_Task:_ Your answer should consist only of the lines below from the one with "repository a155f0841b96ead1" through the one with "let name = class.to_plain_string();", copied exactly.

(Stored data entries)
================

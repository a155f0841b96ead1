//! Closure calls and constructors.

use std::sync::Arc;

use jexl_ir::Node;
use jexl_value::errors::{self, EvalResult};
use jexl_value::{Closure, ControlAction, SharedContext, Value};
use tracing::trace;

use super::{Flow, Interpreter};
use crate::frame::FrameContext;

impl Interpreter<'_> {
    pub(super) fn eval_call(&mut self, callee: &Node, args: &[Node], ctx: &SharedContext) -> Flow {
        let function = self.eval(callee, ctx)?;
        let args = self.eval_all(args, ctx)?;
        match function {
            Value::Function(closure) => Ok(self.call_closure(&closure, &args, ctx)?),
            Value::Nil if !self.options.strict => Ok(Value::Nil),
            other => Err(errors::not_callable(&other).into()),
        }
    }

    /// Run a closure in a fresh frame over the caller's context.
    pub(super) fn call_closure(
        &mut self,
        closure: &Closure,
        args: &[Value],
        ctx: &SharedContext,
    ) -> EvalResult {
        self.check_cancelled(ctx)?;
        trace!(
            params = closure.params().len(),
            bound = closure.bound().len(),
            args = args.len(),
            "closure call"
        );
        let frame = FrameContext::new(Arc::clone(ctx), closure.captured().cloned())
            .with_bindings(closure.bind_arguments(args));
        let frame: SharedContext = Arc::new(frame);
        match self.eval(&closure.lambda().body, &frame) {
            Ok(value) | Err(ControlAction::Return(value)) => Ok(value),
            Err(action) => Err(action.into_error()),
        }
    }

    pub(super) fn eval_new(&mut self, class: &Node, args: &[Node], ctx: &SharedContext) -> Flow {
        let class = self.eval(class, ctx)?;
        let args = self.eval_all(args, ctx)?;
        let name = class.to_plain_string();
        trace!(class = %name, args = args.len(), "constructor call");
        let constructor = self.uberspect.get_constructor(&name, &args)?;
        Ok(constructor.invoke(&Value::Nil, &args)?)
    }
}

================

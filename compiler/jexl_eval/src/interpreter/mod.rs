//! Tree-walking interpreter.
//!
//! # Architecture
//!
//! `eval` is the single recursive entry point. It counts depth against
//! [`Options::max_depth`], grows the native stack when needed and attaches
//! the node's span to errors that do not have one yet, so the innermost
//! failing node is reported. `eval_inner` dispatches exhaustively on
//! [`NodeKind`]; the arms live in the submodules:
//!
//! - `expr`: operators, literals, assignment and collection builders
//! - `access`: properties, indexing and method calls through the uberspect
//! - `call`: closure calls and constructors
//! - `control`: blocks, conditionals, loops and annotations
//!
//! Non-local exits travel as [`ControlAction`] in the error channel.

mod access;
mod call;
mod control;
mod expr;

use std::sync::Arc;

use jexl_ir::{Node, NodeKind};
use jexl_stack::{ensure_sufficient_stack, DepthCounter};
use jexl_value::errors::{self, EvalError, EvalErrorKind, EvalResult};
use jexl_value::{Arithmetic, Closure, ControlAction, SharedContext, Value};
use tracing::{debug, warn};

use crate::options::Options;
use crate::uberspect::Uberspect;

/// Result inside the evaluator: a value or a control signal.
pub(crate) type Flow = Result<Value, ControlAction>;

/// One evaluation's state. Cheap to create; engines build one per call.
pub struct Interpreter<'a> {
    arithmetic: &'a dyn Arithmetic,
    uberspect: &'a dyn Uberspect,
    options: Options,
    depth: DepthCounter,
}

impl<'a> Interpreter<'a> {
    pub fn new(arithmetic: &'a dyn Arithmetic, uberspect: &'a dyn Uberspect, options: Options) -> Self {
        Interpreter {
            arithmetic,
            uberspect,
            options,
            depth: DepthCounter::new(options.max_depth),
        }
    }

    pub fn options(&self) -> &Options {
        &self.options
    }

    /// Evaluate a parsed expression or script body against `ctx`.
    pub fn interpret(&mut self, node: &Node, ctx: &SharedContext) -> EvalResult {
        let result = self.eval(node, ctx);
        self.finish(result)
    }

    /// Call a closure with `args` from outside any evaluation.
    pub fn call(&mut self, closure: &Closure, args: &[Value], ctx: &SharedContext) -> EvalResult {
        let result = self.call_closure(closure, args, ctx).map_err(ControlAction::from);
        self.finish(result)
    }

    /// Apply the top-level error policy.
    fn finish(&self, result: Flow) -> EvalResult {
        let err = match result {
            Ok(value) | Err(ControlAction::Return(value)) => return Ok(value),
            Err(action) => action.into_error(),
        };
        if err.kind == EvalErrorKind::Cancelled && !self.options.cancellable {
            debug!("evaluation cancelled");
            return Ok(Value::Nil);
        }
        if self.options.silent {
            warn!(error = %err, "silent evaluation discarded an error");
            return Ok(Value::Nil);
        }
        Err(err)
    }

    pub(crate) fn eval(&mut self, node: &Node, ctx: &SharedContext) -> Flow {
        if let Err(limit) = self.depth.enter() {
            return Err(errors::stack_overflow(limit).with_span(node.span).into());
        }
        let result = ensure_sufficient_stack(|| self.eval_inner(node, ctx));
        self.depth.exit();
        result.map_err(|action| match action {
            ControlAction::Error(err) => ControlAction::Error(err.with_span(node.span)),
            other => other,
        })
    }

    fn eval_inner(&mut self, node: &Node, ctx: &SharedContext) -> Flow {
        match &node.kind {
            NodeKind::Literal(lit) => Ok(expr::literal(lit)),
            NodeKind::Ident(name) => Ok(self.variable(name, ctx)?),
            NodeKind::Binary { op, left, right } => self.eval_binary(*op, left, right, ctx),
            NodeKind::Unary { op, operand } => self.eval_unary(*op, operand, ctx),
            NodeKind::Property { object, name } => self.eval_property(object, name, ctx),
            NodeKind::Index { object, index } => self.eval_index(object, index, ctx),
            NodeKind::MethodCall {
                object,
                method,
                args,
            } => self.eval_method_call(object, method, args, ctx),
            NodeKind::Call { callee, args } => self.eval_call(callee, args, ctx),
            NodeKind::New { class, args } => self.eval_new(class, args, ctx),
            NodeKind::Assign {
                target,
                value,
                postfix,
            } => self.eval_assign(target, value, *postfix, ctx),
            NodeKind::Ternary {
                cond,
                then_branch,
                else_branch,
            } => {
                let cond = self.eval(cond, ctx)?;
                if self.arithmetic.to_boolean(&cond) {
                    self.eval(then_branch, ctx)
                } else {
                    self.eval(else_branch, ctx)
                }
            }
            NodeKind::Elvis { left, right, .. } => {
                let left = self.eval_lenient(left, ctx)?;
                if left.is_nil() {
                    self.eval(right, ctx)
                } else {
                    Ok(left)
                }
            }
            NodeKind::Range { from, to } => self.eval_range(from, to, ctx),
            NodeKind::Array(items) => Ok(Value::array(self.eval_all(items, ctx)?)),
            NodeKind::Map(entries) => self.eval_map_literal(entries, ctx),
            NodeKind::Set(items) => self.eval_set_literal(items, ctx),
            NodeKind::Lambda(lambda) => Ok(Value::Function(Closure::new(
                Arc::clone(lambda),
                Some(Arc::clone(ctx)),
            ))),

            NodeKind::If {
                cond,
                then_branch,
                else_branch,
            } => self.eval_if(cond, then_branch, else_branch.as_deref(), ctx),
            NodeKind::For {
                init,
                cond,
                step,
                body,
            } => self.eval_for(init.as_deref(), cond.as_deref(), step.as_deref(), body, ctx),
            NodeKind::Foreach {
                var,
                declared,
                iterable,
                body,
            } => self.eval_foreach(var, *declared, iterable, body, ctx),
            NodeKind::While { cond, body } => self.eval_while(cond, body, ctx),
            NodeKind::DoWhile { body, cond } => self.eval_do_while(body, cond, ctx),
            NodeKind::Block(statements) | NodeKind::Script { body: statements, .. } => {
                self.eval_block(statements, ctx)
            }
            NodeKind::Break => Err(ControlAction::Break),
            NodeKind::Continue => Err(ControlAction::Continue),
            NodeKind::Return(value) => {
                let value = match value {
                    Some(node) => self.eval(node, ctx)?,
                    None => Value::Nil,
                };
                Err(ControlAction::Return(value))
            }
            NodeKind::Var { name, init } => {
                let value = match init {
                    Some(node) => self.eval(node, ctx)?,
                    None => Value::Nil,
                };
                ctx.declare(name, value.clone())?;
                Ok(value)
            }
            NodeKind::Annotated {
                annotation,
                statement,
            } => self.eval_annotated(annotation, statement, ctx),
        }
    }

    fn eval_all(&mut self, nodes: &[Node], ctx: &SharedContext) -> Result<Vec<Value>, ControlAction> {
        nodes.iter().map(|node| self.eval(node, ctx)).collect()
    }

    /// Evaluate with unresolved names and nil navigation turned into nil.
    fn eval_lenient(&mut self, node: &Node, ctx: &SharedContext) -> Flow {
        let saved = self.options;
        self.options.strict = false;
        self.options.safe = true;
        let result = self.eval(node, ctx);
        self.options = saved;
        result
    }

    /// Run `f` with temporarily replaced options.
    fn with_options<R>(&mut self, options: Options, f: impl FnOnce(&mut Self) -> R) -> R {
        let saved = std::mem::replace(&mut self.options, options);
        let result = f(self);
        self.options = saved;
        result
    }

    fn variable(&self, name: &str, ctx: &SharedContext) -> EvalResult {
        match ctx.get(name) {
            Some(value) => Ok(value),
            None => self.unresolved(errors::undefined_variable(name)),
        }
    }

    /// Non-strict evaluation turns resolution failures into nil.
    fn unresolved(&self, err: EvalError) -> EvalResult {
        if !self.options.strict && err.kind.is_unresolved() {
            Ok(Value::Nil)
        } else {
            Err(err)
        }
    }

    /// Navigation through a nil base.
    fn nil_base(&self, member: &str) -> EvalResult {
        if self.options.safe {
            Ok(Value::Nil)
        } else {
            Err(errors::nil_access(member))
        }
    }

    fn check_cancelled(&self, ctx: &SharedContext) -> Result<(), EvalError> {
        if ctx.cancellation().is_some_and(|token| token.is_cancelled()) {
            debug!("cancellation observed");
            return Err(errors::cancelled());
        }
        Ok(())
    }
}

================

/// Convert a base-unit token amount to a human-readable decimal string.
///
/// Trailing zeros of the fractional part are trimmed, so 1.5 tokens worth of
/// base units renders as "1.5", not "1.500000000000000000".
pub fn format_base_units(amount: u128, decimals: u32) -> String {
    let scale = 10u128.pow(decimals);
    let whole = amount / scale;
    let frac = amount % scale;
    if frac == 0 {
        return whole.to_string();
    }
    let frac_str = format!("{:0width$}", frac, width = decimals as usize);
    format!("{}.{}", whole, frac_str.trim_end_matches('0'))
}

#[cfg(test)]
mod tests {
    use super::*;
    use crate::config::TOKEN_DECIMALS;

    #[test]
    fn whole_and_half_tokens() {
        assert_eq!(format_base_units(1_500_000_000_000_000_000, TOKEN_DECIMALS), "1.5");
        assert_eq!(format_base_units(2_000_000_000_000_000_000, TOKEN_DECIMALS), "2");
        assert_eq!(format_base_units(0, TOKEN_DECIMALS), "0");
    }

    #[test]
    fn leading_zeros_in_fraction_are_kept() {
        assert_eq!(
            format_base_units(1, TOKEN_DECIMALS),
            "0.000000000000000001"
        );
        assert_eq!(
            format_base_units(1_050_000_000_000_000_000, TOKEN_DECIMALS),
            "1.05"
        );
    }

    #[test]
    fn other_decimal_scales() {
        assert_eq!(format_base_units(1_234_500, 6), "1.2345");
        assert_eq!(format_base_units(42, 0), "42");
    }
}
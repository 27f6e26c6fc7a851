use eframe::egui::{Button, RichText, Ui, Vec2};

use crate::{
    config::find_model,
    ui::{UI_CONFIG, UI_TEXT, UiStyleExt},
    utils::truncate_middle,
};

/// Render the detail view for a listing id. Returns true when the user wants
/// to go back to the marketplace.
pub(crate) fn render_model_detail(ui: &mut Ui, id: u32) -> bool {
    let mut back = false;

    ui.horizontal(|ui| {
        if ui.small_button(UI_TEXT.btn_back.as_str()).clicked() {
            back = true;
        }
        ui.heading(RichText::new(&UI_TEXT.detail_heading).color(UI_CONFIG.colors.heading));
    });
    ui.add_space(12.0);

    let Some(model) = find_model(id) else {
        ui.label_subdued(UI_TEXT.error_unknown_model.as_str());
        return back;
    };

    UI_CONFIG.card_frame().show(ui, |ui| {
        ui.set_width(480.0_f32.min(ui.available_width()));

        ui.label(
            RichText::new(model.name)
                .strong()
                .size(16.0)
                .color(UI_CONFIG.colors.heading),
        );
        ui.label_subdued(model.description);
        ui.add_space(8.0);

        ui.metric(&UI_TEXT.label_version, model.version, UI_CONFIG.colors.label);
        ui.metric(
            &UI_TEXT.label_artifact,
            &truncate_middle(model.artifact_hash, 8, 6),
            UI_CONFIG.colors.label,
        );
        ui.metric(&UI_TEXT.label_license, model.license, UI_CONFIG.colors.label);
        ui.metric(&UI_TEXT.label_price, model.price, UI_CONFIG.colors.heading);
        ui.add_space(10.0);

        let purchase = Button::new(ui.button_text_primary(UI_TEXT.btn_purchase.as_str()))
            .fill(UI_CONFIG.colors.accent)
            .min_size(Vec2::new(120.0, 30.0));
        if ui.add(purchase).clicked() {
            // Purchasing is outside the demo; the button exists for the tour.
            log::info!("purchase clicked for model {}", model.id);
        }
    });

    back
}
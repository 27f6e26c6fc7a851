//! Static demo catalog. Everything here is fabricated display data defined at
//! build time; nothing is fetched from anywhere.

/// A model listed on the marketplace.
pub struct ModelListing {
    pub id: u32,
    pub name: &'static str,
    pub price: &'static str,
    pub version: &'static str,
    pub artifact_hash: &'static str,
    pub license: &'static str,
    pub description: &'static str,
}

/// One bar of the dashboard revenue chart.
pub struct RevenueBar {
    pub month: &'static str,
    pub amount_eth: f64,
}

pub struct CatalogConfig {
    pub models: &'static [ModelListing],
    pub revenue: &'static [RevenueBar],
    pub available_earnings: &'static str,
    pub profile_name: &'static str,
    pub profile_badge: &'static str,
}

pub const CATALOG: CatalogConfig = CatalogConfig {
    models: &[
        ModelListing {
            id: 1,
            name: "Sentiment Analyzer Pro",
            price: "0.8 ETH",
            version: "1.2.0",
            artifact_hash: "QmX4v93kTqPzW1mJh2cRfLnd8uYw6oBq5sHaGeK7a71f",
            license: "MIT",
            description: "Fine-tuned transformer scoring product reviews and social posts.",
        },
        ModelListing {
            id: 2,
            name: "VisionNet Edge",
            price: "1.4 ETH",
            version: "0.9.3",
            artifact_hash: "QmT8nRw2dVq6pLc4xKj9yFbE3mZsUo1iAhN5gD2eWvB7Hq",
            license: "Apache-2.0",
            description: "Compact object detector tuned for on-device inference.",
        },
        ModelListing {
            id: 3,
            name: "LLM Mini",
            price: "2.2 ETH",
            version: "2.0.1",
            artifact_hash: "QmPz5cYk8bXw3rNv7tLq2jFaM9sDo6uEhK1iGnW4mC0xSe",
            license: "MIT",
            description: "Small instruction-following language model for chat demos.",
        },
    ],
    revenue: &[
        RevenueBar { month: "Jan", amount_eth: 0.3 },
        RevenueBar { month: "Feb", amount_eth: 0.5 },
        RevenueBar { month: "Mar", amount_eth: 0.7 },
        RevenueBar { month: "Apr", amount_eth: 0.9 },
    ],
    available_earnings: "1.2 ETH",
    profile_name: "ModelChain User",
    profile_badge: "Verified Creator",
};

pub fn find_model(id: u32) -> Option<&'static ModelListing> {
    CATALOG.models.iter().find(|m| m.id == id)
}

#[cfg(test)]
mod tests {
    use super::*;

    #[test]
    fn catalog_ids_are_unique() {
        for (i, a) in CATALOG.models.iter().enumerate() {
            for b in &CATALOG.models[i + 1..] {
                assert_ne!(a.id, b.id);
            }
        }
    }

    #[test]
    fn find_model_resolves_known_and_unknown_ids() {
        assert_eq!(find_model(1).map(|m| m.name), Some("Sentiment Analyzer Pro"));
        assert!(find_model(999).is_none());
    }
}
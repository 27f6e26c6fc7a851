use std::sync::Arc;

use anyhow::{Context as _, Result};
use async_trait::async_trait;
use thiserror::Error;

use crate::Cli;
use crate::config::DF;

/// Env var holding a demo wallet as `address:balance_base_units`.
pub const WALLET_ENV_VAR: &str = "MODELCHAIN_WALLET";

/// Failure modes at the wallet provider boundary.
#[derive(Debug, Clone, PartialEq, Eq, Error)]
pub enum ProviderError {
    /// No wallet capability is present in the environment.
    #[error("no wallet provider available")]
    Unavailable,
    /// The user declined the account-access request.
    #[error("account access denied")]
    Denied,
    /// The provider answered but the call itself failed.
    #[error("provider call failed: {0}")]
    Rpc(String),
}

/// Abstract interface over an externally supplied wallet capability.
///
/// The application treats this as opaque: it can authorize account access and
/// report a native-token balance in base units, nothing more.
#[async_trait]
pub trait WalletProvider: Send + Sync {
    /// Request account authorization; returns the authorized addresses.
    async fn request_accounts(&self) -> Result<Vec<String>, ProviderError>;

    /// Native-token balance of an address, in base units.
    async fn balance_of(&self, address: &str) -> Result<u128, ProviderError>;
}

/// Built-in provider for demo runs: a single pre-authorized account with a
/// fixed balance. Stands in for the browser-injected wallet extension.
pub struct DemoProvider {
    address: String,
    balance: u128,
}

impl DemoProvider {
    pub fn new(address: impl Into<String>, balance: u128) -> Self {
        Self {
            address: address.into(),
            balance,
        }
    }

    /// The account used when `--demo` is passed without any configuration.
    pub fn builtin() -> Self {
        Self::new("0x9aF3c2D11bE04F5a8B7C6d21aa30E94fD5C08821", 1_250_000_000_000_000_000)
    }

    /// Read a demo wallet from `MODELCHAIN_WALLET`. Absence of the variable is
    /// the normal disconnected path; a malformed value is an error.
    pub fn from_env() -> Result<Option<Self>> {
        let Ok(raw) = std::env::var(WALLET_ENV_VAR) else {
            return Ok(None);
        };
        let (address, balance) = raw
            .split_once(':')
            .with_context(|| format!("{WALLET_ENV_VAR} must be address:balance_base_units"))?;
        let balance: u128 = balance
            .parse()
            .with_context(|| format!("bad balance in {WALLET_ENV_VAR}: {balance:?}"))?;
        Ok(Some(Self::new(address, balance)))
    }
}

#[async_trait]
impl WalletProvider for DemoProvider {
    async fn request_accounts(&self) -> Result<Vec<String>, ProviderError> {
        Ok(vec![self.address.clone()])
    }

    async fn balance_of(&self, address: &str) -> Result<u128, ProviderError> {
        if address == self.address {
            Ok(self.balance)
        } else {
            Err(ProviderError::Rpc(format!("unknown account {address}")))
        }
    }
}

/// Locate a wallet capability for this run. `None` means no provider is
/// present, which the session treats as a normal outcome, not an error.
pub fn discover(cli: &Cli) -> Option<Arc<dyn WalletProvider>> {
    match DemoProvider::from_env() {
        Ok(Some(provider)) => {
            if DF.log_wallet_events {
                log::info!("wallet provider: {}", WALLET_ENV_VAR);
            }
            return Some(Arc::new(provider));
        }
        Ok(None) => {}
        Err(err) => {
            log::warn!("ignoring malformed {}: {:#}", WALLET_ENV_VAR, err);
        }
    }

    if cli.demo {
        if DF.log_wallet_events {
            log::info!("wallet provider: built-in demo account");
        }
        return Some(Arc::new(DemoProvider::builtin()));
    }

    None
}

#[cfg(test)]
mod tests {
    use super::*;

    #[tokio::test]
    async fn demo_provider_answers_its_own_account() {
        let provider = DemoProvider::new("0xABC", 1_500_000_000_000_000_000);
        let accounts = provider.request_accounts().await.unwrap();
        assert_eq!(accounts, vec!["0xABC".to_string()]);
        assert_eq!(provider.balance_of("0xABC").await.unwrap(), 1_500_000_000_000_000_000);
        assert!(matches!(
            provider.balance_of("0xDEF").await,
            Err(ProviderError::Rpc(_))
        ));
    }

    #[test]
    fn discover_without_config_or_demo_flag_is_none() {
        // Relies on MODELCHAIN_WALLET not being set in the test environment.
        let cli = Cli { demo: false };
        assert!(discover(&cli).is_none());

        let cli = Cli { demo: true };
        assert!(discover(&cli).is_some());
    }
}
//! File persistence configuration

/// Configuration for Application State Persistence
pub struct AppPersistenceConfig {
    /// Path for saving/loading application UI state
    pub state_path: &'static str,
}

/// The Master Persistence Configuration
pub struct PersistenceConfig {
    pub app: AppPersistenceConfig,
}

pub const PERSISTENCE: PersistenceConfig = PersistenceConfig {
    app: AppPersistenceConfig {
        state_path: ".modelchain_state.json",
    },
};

================

_Answer to this problem:_
repository a155f0841b96ead1
//! Closure calls and constructors.

use std::sync::Arc;

use jexl_ir::Node;
use jexl_value::errors::{self, EvalResult};
use jexl_value::{Closure, ControlAction, SharedContext, Value};
use tracing::trace;

use super::{Flow, Interpreter};
use crate::frame::FrameContext;

impl Interpreter<'_> {
    pub(super) fn eval_call(&mut self, callee: &Node, args: &[Node], ctx: &SharedContext) -> Flow {
        let function = self.eval(callee, ctx)?;
        let args = self.eval_all(args, ctx)?;
        match function {
            Value::Function(closure) => Ok(self.call_closure(&closure, &args, ctx)?),
            Value::Nil if !self.options.strict => Ok(Value::Nil),
            other => Err(errors::not_callable(&other).into()),
        }
    }

    /// Run a closure in a fresh frame over the caller's context.
    pub(super) fn call_closure(
        &mut self,
        closure: &Closure,
        args: &[Value],
        ctx: &SharedContext,
    ) -> EvalResult {
        self.check_cancelled(ctx)?;
        trace!(
            params = closure.params().len(),
            bound = closure.bound().len(),
            args = args.len(),
            "closure call"
        );
        let frame = FrameContext::new(Arc::clone(ctx), closure.captured().cloned())
            .with_bindings(closure.bind_arguments(args));
        let frame: SharedContext = Arc::new(frame);
        match self.eval(&closure.lambda().body, &frame) {
            Ok(value) | Err(ControlAction::Return(value)) => Ok(value),
            Err(action) => Err(action.into_error()),
        }
    }

    pub(super) fn eval_new(&mut self, class: &Node, args: &[Node], ctx: &SharedContext) -> Flow {
        let class = self.eval(class, ctx)?;
        let args = self.eval_all(args, ctx)?;
        let name = class.to_plain_string();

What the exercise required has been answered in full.